- Status: Complete
- Genre: Trade Round
- Begins: 1961
- Ends: 1962
- Location: Geneva
- Country: Switzerland
- Previous event: Geneva Round
- Next event: Kennedy Round
- Participants: 26

= Dillon Round =

Multilateral trade negotiation 1959-1962

The Dillon Round was a multi-year multilateral trade negotiation (MTN) between 26 nation-states that were parties to the GATT. The fifth round in the GATT occurred in Geneva and lasted from September 1960 through July 1962. The talks were named after U.S. Treasury Secretary and former Under Secretary of State, Douglas Dillon, who first proposed the talks. Along with reducing over $4.9 billion in tariffs with about 4,400 item-by-item cuts, it also yielded discussion relating to the creation of the European Economic Community (EEC).

One of its achievements was the adoption of a common external tariff by the European Economic Community. Significant concessions on tariffs to agricultural exports were granted by the United States. The Dillon Round was also agreed by 11 other Developed Countries and six Less Developed Countries: Cambodia, Haiti, India, Israel, Pakistan and Peru.

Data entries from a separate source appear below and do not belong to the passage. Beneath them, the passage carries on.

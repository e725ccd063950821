use crate::domain::models::LogEntry;
use chrono::{DateTime, Utc};

/// Deleted entry held back from the remote store until its deadline.
#[derive(Debug, Clone, PartialEq, Eq)]
pub struct PendingDeletion {
    pub entry: LogEntry,
    /// Position in the full log before removal, so undo restores ordering.
    pub index: usize,
    pub deadline: DateTime<Utc>,
    pub token: u64,
}

#[derive(Debug, Default)]
pub struct UndoDeleteManager {
    pending: Option<PendingDeletion>,
    next_token: u64,
}

impl UndoDeleteManager {
    pub fn pending(&self) -> Option<&PendingDeletion> {
        self.pending.as_ref()
    }

    pub fn pending_id(&self) -> Option<&str> {
        self.pending.as_ref().map(|pending| pending.entry.id.as_str())
    }

    /// Holds `entry` for undo. A deletion already in flight is handed back so
    /// the caller can finalize it immediately.
    pub fn begin(
        &mut self,
        entry: LogEntry,
        index: usize,
        deadline: DateTime<Utc>,
    ) -> (u64, Option<PendingDeletion>) {
        self.next_token = self.next_token.wrapping_add(1);
        let token = self.next_token;
        let previous = self.pending.replace(PendingDeletion {
            entry,
            index,
            deadline,
            token,
        });
        (token, previous)
    }

    /// Takes the pending deletion back if its window is still open.
    pub fn take_for_undo(&mut self, now: DateTime<Utc>) -> Option<PendingDeletion> {
        match &self.pending {
            Some(pending) if now < pending.deadline => self.pending.take(),
            _ => None,
        }
    }

    /// Takes the pending deletion for finalization. Stale tokens from an
    /// undone or superseded deletion return nothing.
    pub fn take_due(&mut self, token: u64) -> Option<PendingDeletion> {
        match &self.pending {
            Some(pending) if pending.token == token => self.pending.take(),
            _ => None,
        }
    }

    pub fn take_expired(&mut self, now: DateTime<Utc>) -> Option<PendingDeletion> {
        match &self.pending {
            Some(pending) if now >= pending.deadline => self.pending.take(),
            _ => None,
        }
    }

    pub fn take_any(&mut self) -> Option<PendingDeletion> {
        self.pending.take()
    }
}

#[cfg(test)]
mod tests {
    use super::*;
    use chrono::Duration;

    fn fixed_time() -> DateTime<Utc> {
        DateTime::parse_from_rfc3339("2026-02-16T09:00:00Z")
            .expect("valid datetime")
            .with_timezone(&Utc)
    }

    fn sample_entry(id: &str) -> LogEntry {
        LogEntry {
            id: id.to_string(),
            start_time: fixed_time() - Duration::minutes(25),
            end_time: fixed_time(),
            duration_minutes: 25,
            project_label: None,
            summary: None,
            source_session_id: None,
        }
    }

    #[test]
    fn undo_inside_window_returns_entry() {
        let mut manager = UndoDeleteManager::default();
        let deadline = fixed_time() + Duration::seconds(5);
        let (_, previous) = manager.begin(sample_entry("entry-1"), 0, deadline);
        assert!(previous.is_none());
        assert_eq!(manager.pending_id(), Some("entry-1"));

        let restored = manager
            .take_for_undo(fixed_time() + Duration::seconds(4))
            .expect("undo inside window");
        assert_eq!(restored.entry.id, "entry-1");
        assert!(manager.pending().is_none());
    }

    #[test]
    fn undo_after_deadline_is_refused() {
        let mut manager = UndoDeleteManager::default();
        let deadline = fixed_time() + Duration::seconds(5);
        manager.begin(sample_entry("entry-1"), 0, deadline);

        assert!(manager.take_for_undo(deadline).is_none());
        assert!(manager.take_expired(deadline).is_some());
    }

    #[test]
    fn new_deletion_supersedes_the_previous_one() {
        let mut manager = UndoDeleteManager::default();
        let deadline = fixed_time() + Duration::seconds(5);
        let (first_token, _) = manager.begin(sample_entry("entry-1"), 0, deadline);
        let (second_token, previous) = manager.begin(sample_entry("entry-2"), 1, deadline);

        assert_ne!(first_token, second_token);
        assert_eq!(previous.map(|pending| pending.entry.id), Some("entry-1".to_string()));
        assert!(manager.take_due(first_token).is_none());
        assert_eq!(manager.take_due(second_token).map(|pending| pending.index), Some(1));
    }
}
use crate::application::clock::system_clock;
use crate::application::runtime::EngineRuntime;
use crate::infrastructure::config::{ensure_default_configs, load_engine_config, EngineConfig};
use crate::infrastructure::credential_store::CredentialStore;
use crate::infrastructure::error::InfraError;
use crate::infrastructure::local_store::SqliteLocalStore;
use crate::infrastructure::remote_http::HttpRemoteDocumentStore;
use crate::infrastructure::storage::initialize_database;
use std::fs;
use std::path::{Path, PathBuf};
use std::sync::Arc;

#[derive(Debug)]
pub struct BootstrapResult {
    pub workspace_root: PathBuf,
    pub database_path: PathBuf,
    pub logs_dir: PathBuf,
    pub config: EngineConfig,
}

pub fn bootstrap_workspace(workspace_root: &Path) -> Result<BootstrapResult, InfraError> {
    let config_dir = workspace_root.join("config");
    let state_dir = workspace_root.join("state");
    let logs_dir = workspace_root.join("logs");
    let database_path = state_dir.join("pomoflow.sqlite");

    fs::create_dir_all(&config_dir)?;
    fs::create_dir_all(&state_dir)?;
    fs::create_dir_all(&logs_dir)?;

    ensure_default_configs(&config_dir)?;
    let config = load_engine_config(&config_dir)?;
    initialize_database(&database_path)?;

    Ok(BootstrapResult {
        workspace_root: workspace_root.to_path_buf(),
        database_path,
        logs_dir,
        config,
    })
}

/// Starts the engine on the workspace's SQLite store. Must run inside a tokio runtime.
pub fn start_runtime(bootstrap: &BootstrapResult) -> Result<EngineRuntime, InfraError> {
    let local = Arc::new(SqliteLocalStore::new(&bootstrap.database_path));
    EngineRuntime::start(bootstrap.config.clone(), local, system_clock())
}

/// Signs the runtime back into a stored account, if there is one and a remote
/// endpoint is configured. Returns the remote document key when connected.
pub async fn resume_account(
    runtime: &mut EngineRuntime,
    credentials: &dyn CredentialStore,
    config: &EngineConfig,
) -> Result<Option<String>, InfraError> {
    let Some(session) = credentials.load_session()? else {
        return Ok(None);
    };
    let Some(base_url) = config.remote.base_url.as_deref() else {
        tracing::info!("no remote endpoint configured; account stays local-only");
        return Ok(None);
    };
    let remote = HttpRemoteDocumentStore::new(
        base_url,
        session.access_token.clone(),
        config.remote.poll_interval,
    )?;
    let key = runtime.sign_in(session.account_state(), Arc::new(remote)).await?;
    Ok(Some(key))
}
use std::time::Duration;

/// Timer seam between the engine and whatever drives it. Production code uses
/// the tokio-backed driver in `runtime`; tests record the calls instead.
pub trait TimerDriver: Send {
    fn start_ticker(&mut self);
    fn stop_ticker(&mut self);
    fn schedule_finalize(&mut self, token: u64, delay: Duration);
    fn cancel_finalize(&mut self, token: u64);
}

#[derive(Debug, Clone, Copy, PartialEq, Eq)]
pub enum TickerChange {
    Started,
    Stopped,
}

/// Owns the single shared one-second ticker.
#[derive(Debug, Default)]
pub struct TickScheduler {
    active: bool,
}

impl TickScheduler {
    pub fn is_active(&self) -> bool {
        self.active
    }

    /// Starts the ticker on the first running session and stops it after the
    /// last one; repeated calls with the same count do nothing.
    pub fn reconcile(
        &mut self,
        running_sessions: usize,
        driver: &mut dyn TimerDriver,
    ) -> Option<TickerChange> {
        match (self.active, running_sessions > 0) {
            (false, true) => {
                driver.start_ticker();
                self.active = true;
                tracing::debug!(running_sessions, "tick scheduler started");
                Some(TickerChange::Started)
            }
            (true, false) => {
                driver.stop_ticker();
                self.active = false;
                tracing::debug!("tick scheduler stopped");
                Some(TickerChange::Stopped)
            }
            _ => None,
        }
    }
}
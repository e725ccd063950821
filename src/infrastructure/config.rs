use crate::domain::recent_projects::DEFAULT_RECENT_PROJECTS_LIMIT;
use crate::domain::retention::{RetentionPolicy, FREE_TIER_RETENTION_DAYS};
use crate::infrastructure::error::InfraError;
use chrono_tz::Tz;
use std::fs;
use std::path::Path;
use std::time::Duration;

const APP_JSON: &str = "app.json";
const SUPPORTED_SCHEMA: u64 = 1;
const DEFAULT_UNDO_GRACE_SECONDS: u64 = 5;
const DEFAULT_POLL_INTERVAL_SECONDS: u64 = 15;
const DEFAULT_COLLECTION: &str = "users";

#[derive(Debug, Clone, PartialEq)]
pub struct RemoteConfig {
    pub base_url: Option<String>,
    pub collection: String,
    pub poll_interval: Duration,
}

impl Default for RemoteConfig {
    fn default() -> Self {
        Self {
            base_url: None,
            collection: DEFAULT_COLLECTION.to_string(),
            poll_interval: Duration::from_secs(DEFAULT_POLL_INTERVAL_SECONDS),
        }
    }
}

#[derive(Debug, Clone, PartialEq)]
pub struct EngineConfig {
    pub timezone: Tz,
    pub retention_days: u32,
    pub undo_grace: Duration,
    pub recent_projects_limit: usize,
    pub remote: RemoteConfig,
}

impl Default for EngineConfig {
    fn default() -> Self {
        Self {
            timezone: Tz::UTC,
            retention_days: FREE_TIER_RETENTION_DAYS,
            undo_grace: Duration::from_secs(DEFAULT_UNDO_GRACE_SECONDS),
            recent_projects_limit: DEFAULT_RECENT_PROJECTS_LIMIT,
            remote: RemoteConfig::default(),
        }
    }
}

impl EngineConfig {
    pub fn retention_policy(&self) -> RetentionPolicy {
        RetentionPolicy {
            free_tier_days: self.retention_days,
            timezone: self.timezone,
        }
    }

    /// Remote document key for an account, e.g. `users/acct-1`.
    pub fn document_key(&self, account_id: &str) -> String {
        format!("{}/{}", self.remote.collection.trim_matches('/'), account_id.trim())
    }
}

fn default_app_config() -> serde_json::Value {
    serde_json::json!({
        "schema": 1,
        "appName": "PomoFlow",
        "timezone": "UTC",
        "retentionDays": FREE_TIER_RETENTION_DAYS,
        "undoGraceSeconds": DEFAULT_UNDO_GRACE_SECONDS,
        "recentProjectsLimit": DEFAULT_RECENT_PROJECTS_LIMIT,
        "remote": {
            "baseUrl": null,
            "collection": DEFAULT_COLLECTION,
            "pollIntervalSeconds": DEFAULT_POLL_INTERVAL_SECONDS
        }
    })
}

pub fn ensure_default_configs(config_dir: &Path) -> Result<(), InfraError> {
    let path = config_dir.join(APP_JSON);
    if !path.exists() {
        let formatted = serde_json::to_string_pretty(&default_app_config())?;
        fs::write(path, format!("{formatted}\n"))?;
    }
    Ok(())
}

fn read_config(path: &Path) -> Result<serde_json::Value, InfraError> {
    let raw = fs::read_to_string(path)?;
    let parsed: serde_json::Value = serde_json::from_str(&raw)?;
    let schema = parsed
        .get("schema")
        .and_then(serde_json::Value::as_u64)
        .ok_or_else(|| InfraError::InvalidConfig(format!("missing schema in {}", path.display())))?;
    if schema != SUPPORTED_SCHEMA {
        return Err(InfraError::InvalidConfig(format!(
            "unsupported schema {} in {}",
            schema,
            path.display()
        )));
    }
    Ok(parsed)
}

pub fn load_engine_config(config_dir: &Path) -> Result<EngineConfig, InfraError> {
    let path = config_dir.join(APP_JSON);
    let app = read_config(&path)?;
    parse_engine_config(&app, &path)
}

fn parse_engine_config(app: &serde_json::Value, path: &Path) -> Result<EngineConfig, InfraError> {
    let defaults = EngineConfig::default();

    let timezone = match read_str(app, "timezone") {
        Some(name) => name.parse::<Tz>().map_err(|error| {
            InfraError::InvalidConfig(format!(
                "invalid timezone '{name}' in {}: {error}",
                path.display()
            ))
        })?,
        None => defaults.timezone,
    };
    let retention_days = match app.get("retentionDays").and_then(serde_json::Value::as_u64) {
        Some(0) => {
            return Err(InfraError::InvalidConfig(format!(
                "retentionDays must be > 0 in {}",
                path.display()
            )));
        }
        Some(days) => u32::try_from(days).unwrap_or(u32::MAX),
        None => defaults.retention_days,
    };
    let undo_grace = app
        .get("undoGraceSeconds")
        .and_then(serde_json::Value::as_u64)
        .map(Duration::from_secs)
        .unwrap_or(defaults.undo_grace);
    let recent_projects_limit = app
        .get("recentProjectsLimit")
        .and_then(serde_json::Value::as_u64)
        .filter(|limit| *limit > 0)
        .map(|limit| usize::try_from(limit).unwrap_or(DEFAULT_RECENT_PROJECTS_LIMIT))
        .unwrap_or(defaults.recent_projects_limit);

    let remote_section = app.get("remote").cloned().unwrap_or(serde_json::Value::Null);
    let remote = RemoteConfig {
        base_url: read_str(&remote_section, "baseUrl").map(ToOwned::to_owned),
        collection: read_str(&remote_section, "collection")
            .map(ToOwned::to_owned)
            .unwrap_or(defaults.remote.collection),
        poll_interval: remote_section
            .get("pollIntervalSeconds")
            .and_then(serde_json::Value::as_u64)
            .filter(|seconds| *seconds > 0)
            .map(Duration::from_secs)
            .unwrap_or(defaults.remote.poll_interval),
    };

    Ok(EngineConfig {
        timezone,
        retention_days,
        undo_grace,
        recent_projects_limit,
        remote,
    })
}

fn read_str<'a>(value: &'a serde_json::Value, key: &str) -> Option<&'a str> {
    value
        .get(key)
        .and_then(serde_json::Value::as_str)
        .map(str::trim)
        .filter(|value| !value.is_empty())
}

Concern was expressed in the US over the potential exclusion by the EEC of traditional trading partners. At the time, the six-nation EEC accounted for one-sixth of US foreign trade, including over one-fifth of US farm exports. The Trade Expansion Act was passed as a result of the Dillon Round, in order to "help preserve the economic basis for Atlantic co-operation."